On day 2 of her admission, she had a sudden change in mental status. During the evening, she became confused and was unaware of her surroundings. She believed she was on a snowy porch and attempted to elope. She received intravenous haloperidol 1 mg. The next evening, she experienced paranoia and visual hallucinations of her son being kidnapped. Oral haloperidol 5 mg was then administered by the primary medical team, which improved her symptoms. However, she still had fluctuations in consciousness and exhibited signs of agitation. The consultation-liaison psychiatry department was contacted to manage her agitation.

On psychiatric evaluation, the patient was lucid with no evidence of perceptual abnormalities. A diagnosis of delirium due to another medical condition was given (per DSM-5 criteria),2 and it was recommended to continue oral haloperidol 5 mg as needed for agitation and perceptual disturbances. She had no further episodes of altered levels of consciousness and required no subsequent doses of haloperidol. Her skin gradually improved with the treatment.

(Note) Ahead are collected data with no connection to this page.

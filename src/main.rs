//! CLI entry point for the open-access downloader.

use std::io::{self, IsTerminal, Read};
use std::process::ExitCode;
use std::sync::Arc;

use anyhow::{Context, Result};
use clap::Parser;
use oa_downloader_core::api::{self, AppState};
use oa_downloader_core::fetch::{
    BrowserSession, DirectFetch, FetchClientOptions, RetryPolicy, StrategyRegistry,
    UniversalStrategy, build_fetch_client,
};
use oa_downloader_core::pipeline::{
    BatchScheduler, PostFetchPipeline, ResultAggregator, RowResolver,
};
use oa_downloader_core::storage::{
    DocumentStore, GcsObjectStore, LocalObjectStore, MemoryDocumentStore, ObjectStore,
    SqliteDocumentStore,
};
use oa_downloader_core::{Database, LopdfTextExtractor};
use tracing::{debug, info, warn};

mod app_config;
mod cli;
mod progress;

use app_config::{Settings, load_file_config};
use cli::{Args, Command};
use progress::BatchProgress;

#[tokio::main]
async fn main() -> Result<ExitCode> {
    // Parse CLI arguments first (before tracing, so --help works without logs)
    let args = Args::parse();

    // Priority: RUST_LOG env var > quiet flag > verbose flag > default (info)
    let default_level = if args.quiet {
        "error"
    } else {
        match args.verbose {
            0 => "info",
            1 => "debug",
            _ => "trace",
        }
    };

    let filter = tracing_subscriber::EnvFilter::try_from_default_env()
        .unwrap_or_else(|_| tracing_subscriber::EnvFilter::new(default_level));

    tracing_subscriber::fmt()
        .with_env_filter(filter)
        .with_writer(io::stderr)
        .init();

    debug!(?args, "CLI arguments parsed");

    let file_config = load_file_config(args.config.as_deref())?;
    let mut settings = Settings::resolve(file_config.as_ref(), args.command.batch_args())?;
    if let Command::Serve { bind: Some(bind), .. } = &args.command {
        settings.bind_address = *bind;
    }
    debug!(?settings, "settings resolved");

    let database = match &settings.database_path {
        Some(path) => Some(
            Database::new(path)
                .await
                .with_context(|| format!("Failed to open database '{}'", path.display()))?,
        ),
        None => None,
    };
    let scheduler = Arc::new(build_scheduler(&settings, database.clone())?);

    let exit = match args.command {
        Command::Serve { .. } => {
            info!(address = %settings.bind_address, "starting HTTP entry point");
            api::serve(settings.bind_address, AppState::new(scheduler))
                .await
                .context("HTTP server failed")?;
            ExitCode::SUCCESS
        }
        Command::Run { input, .. } => {
            let body = match &input {
                Some(path) => std::fs::read(path)
                    .with_context(|| format!("Failed to read input '{}'", path.display()))?,
                None => {
                    let mut buffer = Vec::new();
                    io::stdin()
                        .read_to_end(&mut buffer)
                        .context("Failed to read stdin")?;
                    buffer
                }
            };
            run_once(&scheduler, &body, !args.quiet && io::stderr().is_terminal()).await?
        }
    };

    if let Some(database) = database {
        database.close().await;
    }
    Ok(exit)
}

/// Wires the strategies, stores and scheduler from `settings`.
fn build_scheduler(settings: &Settings, database: Option<Database>) -> Result<BatchScheduler> {
    let options = FetchClientOptions {
        connect_timeout: settings.connect_timeout,
        read_timeout: settings.read_timeout,
        ..FetchClientOptions::default()
    };

    let direct = DirectFetch::with_options(&options).context("Failed to build HTTP client")?;
    let registry =
        StrategyRegistry::with_defaults(&options).context("Failed to build publisher strategies")?;
    let browser = BrowserSession::discover(settings.browser_path.clone());
    if browser.executable().is_none() {
        warn!("no headless browser found; automated sessions disabled");
    }
    let universal =
        UniversalStrategy::new(&options, browser).context("Failed to build universal strategy")?;
    let resolver = RowResolver::new(
        Arc::new(direct),
        Arc::new(registry),
        Arc::new(universal),
        RetryPolicy::new(settings.max_retries, settings.base_delay),
    );

    let object_store: Arc<dyn ObjectStore> = match &settings.object_store_endpoint {
        Some(endpoint) => Arc::new(GcsObjectStore::new(
            build_fetch_client(&options).context("Failed to build upload client")?,
            endpoint.clone(),
            settings.public_base_url.clone(),
            settings.storage_token.clone(),
        )),
        None => Arc::new(LocalObjectStore::new(
            settings.object_store_root.clone(),
            settings.public_base_url.clone(),
        )),
    };
    let postfetch = PostFetchPipeline::new(
        object_store,
        Arc::new(LopdfTextExtractor),
        settings.bucket.clone(),
    );

    let document_store: Arc<dyn DocumentStore> = match database {
        Some(database) => Arc::new(SqliteDocumentStore::new(database)),
        None => {
            debug!("no database_path configured; status documents kept in memory");
            Arc::new(MemoryDocumentStore::new())
        }
    };

    BatchScheduler::new(
        Arc::new(resolver),
        Arc::new(postfetch),
        Arc::new(ResultAggregator::new(document_store)),
        settings.output_dir.clone(),
        settings.concurrency,
    )
    .context("Invalid scheduler settings")
}

/// Runs one payload, prints the response JSON and maps the outcome to an exit code.
async fn run_once(scheduler: &BatchScheduler, body: &[u8], show_progress: bool) -> Result<ExitCode> {
    let progress = BatchProgress::start(show_progress);
    let callback = progress.as_ref().map(BatchProgress::callback);
    let outcome = api::process_payload(scheduler, body, callback).await;
    if let Some(progress) = progress {
        progress.finish();
    }

    match outcome {
        Ok(response) => {
            let fetched = response.results.iter().filter(|r| r.success).count();
            info!(
                records = response.results.len(),
                fetched,
                "batch finished"
            );
            println!("{}", serde_json::to_string_pretty(&response)?);
            Ok(ExitCode::SUCCESS)
        }
        Err(error) => {
            println!("{}", serde_json::to_string_pretty(&error.body())?);
            Ok(if error.status().is_client_error() {
                ExitCode::from(2)
            } else {
                ExitCode::FAILURE
            })
        }
    }
}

She was discharged 18 days after admission and required no further psychiatric services.


SJS and TEN are on a spectrum, differing only by percentage of epidermal detachment, with TEN being greater than 30%. The onset is typically 1–3 weeks after ingestion of the culprit medication. Skin findings are preceded by a prodrome of fever/malaise and present as painful, erythematous dusky plaques that progress to blisters and skin sloughing.1 SJS/TEN is commonly associated with certain medications such as antiepileptic drugs (AEDs) and sulfonamide drugs. In this patient, it was induced by zonisamide, which is known to carry a higher risk of SJS/TEN relative to other AEDs.1 Zonisamide is a sulfonamide and is US Food and Drug Administration approved for the adjunctive treatment of partial seizures and is used off-label for weight loss.1

Delirium is characterized as the acute onset of attention, awareness, and cognitive impairment, which tend to fluctuate over time. It is the most common psychiatric syndrome observed in hospitalized patients, with an incidence of 87% among critically ill patients.2 Delirium is often multifactorial, and the proinflammatory state, severe pain, and ischemia that coincide with SJS/TEN are likely contributors, although there are no current studies linking the 2 conditions.

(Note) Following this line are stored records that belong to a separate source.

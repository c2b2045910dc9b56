//! Shared fakes and fixtures for integration tests.

#![allow(dead_code)]

pub mod socket_guard;

use std::path::Path;
use std::sync::Arc;
use std::sync::Mutex;
use std::sync::atomic::{AtomicUsize, Ordering};
use std::time::Duration;

use async_trait::async_trait;
use lopdf::content::{Content, Operation};
use lopdf::{Document, Object, Stream, dictionary};
use oa_downloader_core::extract::LopdfTextExtractor;
use oa_downloader_core::fetch::{
    FetchError, FetchOutcome, FetchStrategy, RetryPolicy, StrategyRegistry,
};
use oa_downloader_core::pipeline::{
    BatchScheduler, PostFetchPipeline, ResultAggregator, RowResolver,
};
use oa_downloader_core::storage::{
    DocumentStore, LocalObjectStore, MemoryDocumentStore, ObjectStore, StorageError,
    UploadedObject,
};

/// Builds a one-page PDF whose page draws `text`.
pub fn pdf_bytes(text: &str) -> Vec<u8> {
    let mut doc = Document::with_version("1.5");
    let pages_id = doc.new_object_id();
    let font_id = doc.add_object(dictionary! {
        "Type" => "Font",
        "Subtype" => "Type1",
        "BaseFont" => "Courier",
    });
    let resources_id = doc.add_object(dictionary! {
        "Font" => dictionary! { "F1" => font_id },
    });
    let content = Content {
        operations: vec![
            Operation::new("BT", vec![]),
            Operation::new("Tf", vec!["F1".into(), 24.into()]),
            Operation::new("Td", vec![72.into(), 720.into()]),
            Operation::new("Tj", vec![Object::string_literal(text)]),
            Operation::new("ET", vec![]),
        ],
    };
    let content_id = doc.add_object(Stream::new(
        dictionary! {},
        content.encode().expect("encode content"),
    ));
    let page_id = doc.add_object(dictionary! {
        "Type" => "Page",
        "Parent" => pages_id,
        "Contents" => content_id,
    });
    doc.objects.insert(
        pages_id,
        Object::Dictionary(dictionary! {
            "Type" => "Pages",
            "Kids" => vec![page_id.into()],
            "Count" => 1,
            "Resources" => resources_id,
            "MediaBox" => vec![0.into(), 0.into(), 612.into(), 792.into()],
        }),
    );
    let catalog_id = doc.add_object(dictionary! {
        "Type" => "Catalog",
        "Pages" => pages_id,
    });
    doc.trailer.set("Root", catalog_id);

    let mut bytes = Vec::new();
    doc.save_to(&mut bytes).expect("serialize pdf");
    bytes
}

/// Strategy that never finds anything.
pub struct MissStrategy;

#[async_trait]
impl FetchStrategy for MissStrategy {
    fn name(&self) -> &str {
        "miss"
    }

    async fn fetch(&self, _url: &str, _target: &Path) -> Result<FetchOutcome, FetchError> {
        Ok(FetchOutcome::miss())
    }
}

/// Strategy that records every URL it is invoked with and then misses.
#[derive(Default)]
pub struct RecordingStrategy {
    pub urls: Mutex<Vec<String>>,
}

#[async_trait]
impl FetchStrategy for RecordingStrategy {
    fn name(&self) -> &str {
        "recording"
    }

    async fn fetch(&self, url: &str, _target: &Path) -> Result<FetchOutcome, FetchError> {
        self.urls.lock().expect("urls lock").push(url.to_string());
        Ok(FetchOutcome::miss())
    }
}

/// Strategy that holds each fetch for `hold`, tracking peak concurrency,
/// then writes a small file and reports success.
pub struct SlowStrategy {
    pub hold: Duration,
    /// Hold with `std::thread::sleep` instead of an async sleep.
    pub blocking: bool,
    pub active: AtomicUsize,
    pub peak: AtomicUsize,
    pub calls: AtomicUsize,
}

impl SlowStrategy {
    pub fn new(hold: Duration) -> Self {
        Self {
            hold,
            blocking: false,
            active: AtomicUsize::new(0),
            peak: AtomicUsize::new(0),
            calls: AtomicUsize::new(0),
        }
    }

    pub fn blocking(hold: Duration) -> Self {
        Self {
            blocking: true,
            ..Self::new(hold)
        }
    }
}

#[async_trait]
impl FetchStrategy for SlowStrategy {
    fn name(&self) -> &str {
        "slow"
    }

    async fn fetch(&self, _url: &str, target: &Path) -> Result<FetchOutcome, FetchError> {
        self.calls.fetch_add(1, Ordering::SeqCst);
        let now = self.active.fetch_add(1, Ordering::SeqCst) + 1;
        self.peak.fetch_max(now, Ordering::SeqCst);
        if self.blocking {
            std::thread::sleep(self.hold);
        } else {
            tokio::time::sleep(self.hold).await;
        }
        self.active.fetch_sub(1, Ordering::SeqCst);
        tokio::fs::write(target, b"%PDF-1.4\n")
            .await
            .map_err(|e| FetchError::io(target, e))?;
        Ok(FetchOutcome::saved(target, Some("slow.example".to_string())))
    }
}

/// Object store whose uploads always fail.
pub struct FailingObjectStore;

#[async_trait]
impl ObjectStore for FailingObjectStore {
    async fn upload(&self, _bucket: &str, _local: &Path) -> Result<UploadedObject, StorageError> {
        Err(StorageError::Rejected {
            status: 503,
            message: "storage unavailable".to_string(),
        })
    }
}

/// Collaborators for assembling a scheduler in tests.
pub struct Harness {
    pub direct: Arc<dyn FetchStrategy>,
    pub registry: StrategyRegistry,
    pub universal: Arc<dyn FetchStrategy>,
    pub object_store: Arc<dyn ObjectStore>,
    pub document_store: Arc<dyn DocumentStore>,
    pub max_retries: u32,
}

impl Harness {
    /// Everything misses; uploads go to a local store under `root`.
    pub fn new(root: &Path) -> Self {
        Self {
            direct: Arc::new(MissStrategy),
            registry: StrategyRegistry::new(),
            universal: Arc::new(MissStrategy),
            object_store: Arc::new(LocalObjectStore::new(
                root.join("published"),
                "https://files.example",
            )),
            document_store: Arc::new(MemoryDocumentStore::new()),
            max_retries: 1,
        }
    }

    pub fn scheduler(self, output_dir: &Path, concurrency: usize) -> BatchScheduler {
        let resolver = RowResolver::new(
            self.direct,
            Arc::new(self.registry),
            self.universal,
            RetryPolicy::new(self.max_retries, Duration::from_millis(1))
                .with_delays(Duration::ZERO, Duration::ZERO),
        );
        let postfetch = PostFetchPipeline::new(
            self.object_store,
            Arc::new(LopdfTextExtractor),
            "test-bucket",
        );
        BatchScheduler::new(
            Arc::new(resolver),
            Arc::new(postfetch),
            Arc::new(ResultAggregator::new(self.document_store)),
            output_dir.to_path_buf(),
            concurrency,
        )
        .expect("valid concurrency")
    }
}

Zonisamide has been linked to psychosis and other mental disturbances.3 The case reports linking zonisamide and psychosis were of patients taking concomitant AEDs, which may indicate poorly controlled epilepsy as well as possible postictal or interictal psychosis.3 In addition, patients with epilepsy (which our patient did not have) have a higher rate of psychosis.4 While our patient’s delirium could be linked directly to zonisamide, it is more likely secondary to TEN, as she had discontinued the medication prior to her delirium. In this case, the patient had elevated temperature and heart rate due to systemic inflammation, which spiked during her acute behavioral change.

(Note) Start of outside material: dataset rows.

//! Fetch strategies: the pluggable procedures that turn a discovery URL into
//! a local PDF artifact.
//!
//! # Architecture
//!
//! - [`FetchStrategy`] - Async trait every strategy implements
//! - [`FetchOutcome`] - Result of one invocation (artifact path + source domain)
//! - [`DirectFetch`] - Plain unauthenticated GET that only accepts `application/pdf`
//! - [`PublisherStrategy`] - Landing-page link discovery configured per publisher
//! - [`UniversalStrategy`] - Interactive session, then automated browser session
//! - [`StrategyRegistry`] - Ordered (predicate, normalizer, strategy) table
//! - [`RetryPolicy`] - Error classification and backoff around one strategy
//!
//! Every invocation goes through [`invoke_isolated`], which runs the strategy
//! in its own task so a panicking strategy cannot take down the batch.
//! Strategies are async: network waits are awaited, CPU-bound work goes to
//! `spawn_blocking` and browsers run as awaited child processes.

mod direct;
mod error;
mod http;
mod links;
pub mod normalize;
mod publisher;
mod registry;
mod retry;
mod universal;

pub use direct::DirectFetch;
pub use error::FetchError;
pub use http::{
    DEFAULT_CONNECT_TIMEOUT, DEFAULT_READ_TIMEOUT, FetchClientOptions, build_fetch_client,
    fetch_pdf_to_file,
};
pub use links::{absolutize_url, canonical_host, host_of, hosts_match};
pub use publisher::{PublisherProfile, PublisherStrategy, default_publisher_profiles};
pub use registry::{PublisherMatcher, StrategyEntry, StrategyRegistry, UrlNormalizer};
pub use retry::{
    DEFAULT_BASE_DELAY, DEFAULT_MAX_RETRIES, FailureType, RetryDecision, RetryOutcome,
    RetryPolicy, classify_error, classify_message,
};
pub use universal::{BrowserSession, UniversalStrategy};

use std::path::{Path, PathBuf};
use std::sync::Arc;

use async_trait::async_trait;
use tracing::warn;

/// Result of one strategy invocation.
///
/// Success is derived: an invocation succeeded when it produced an artifact.
#[derive(Debug, Clone, Default, PartialEq, Eq)]
pub struct FetchOutcome {
    /// Local artifact path, when the strategy saved a PDF.
    pub path: Option<PathBuf>,
    /// Domain the artifact was served from.
    pub domain: Option<String>,
}

impl FetchOutcome {
    /// Creates a successful outcome.
    #[must_use]
    pub fn saved(path: impl Into<PathBuf>, domain: Option<String>) -> Self {
        Self {
            path: Some(path.into()),
            domain,
        }
    }

    /// Creates an expected-negative outcome (no access, no PDF).
    #[must_use]
    pub fn miss() -> Self {
        Self::default()
    }

    /// Returns true if the invocation produced an artifact.
    #[must_use]
    pub fn is_success(&self) -> bool {
        self.path.is_some()
    }
}

/// A procedure that fetches the PDF behind `url` into `target`.
///
/// Implementations return [`FetchOutcome::miss`] for expected negative
/// outcomes and raise [`FetchError`] for exceptional or network conditions
/// so the [`RetryPolicy`] can classify them.
///
/// # Object Safety
///
/// This trait uses `async_trait` to support dynamic dispatch via
/// `Arc<dyn FetchStrategy>` in the [`StrategyRegistry`].
#[async_trait]
pub trait FetchStrategy: Send + Sync {
    /// Returns the strategy's name (e.g., "direct", "wiley", "universal").
    fn name(&self) -> &str;

    /// Fetches the PDF behind `url` and saves it at `target`.
    async fn fetch(&self, url: &str, target: &Path) -> Result<FetchOutcome, FetchError>;
}

/// Runs one strategy invocation in its own task.
///
/// A panic inside the strategy is contained and surfaced as
/// [`FetchError::Aborted`]. A strategy body that blocks occupies one runtime
/// worker for its duration; on a multi-threaded runtime the rest of the batch
/// keeps running on the other workers.
///
/// # Errors
///
/// Returns whatever the strategy raised, or [`FetchError::Aborted`] when its
/// task did not complete.
pub async fn invoke_isolated(
    strategy: &Arc<dyn FetchStrategy>,
    url: &str,
    target: &Path,
) -> Result<FetchOutcome, FetchError> {
    let task_strategy = Arc::clone(strategy);
    let url = url.to_string();
    let target = target.to_path_buf();
    let handle =
        tokio::spawn(async move { task_strategy.fetch(&url, &target).await });

    match handle.await {
        Ok(result) => result,
        Err(join_error) => {
            warn!(strategy = strategy.name(), error = %join_error, "strategy task aborted");
            Err(FetchError::aborted(strategy.name(), join_error.to_string()))
        }
    }
}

There are limited publications of neuropsychiatric complications secondary to SJS/TEN. One report5 describes the case of a 61-year-old woman diagnosed with heparin-induced SJS who presented with worsened insomnia, persecutory delusions, and visual hallucinations. This is the first case report, to our knowledge, of delirium due to zonisamide-induced TEN. It is important for the medical staff to understand the potential for delirium in patients with SJS/TEN.

Published online: February 3, 2022.
Potential conflicts of interest: None.
Funding/support: None.
Patient consent: Verbal consent was received from the patient to publish the case report, and information has been de-identified to protect anonymity.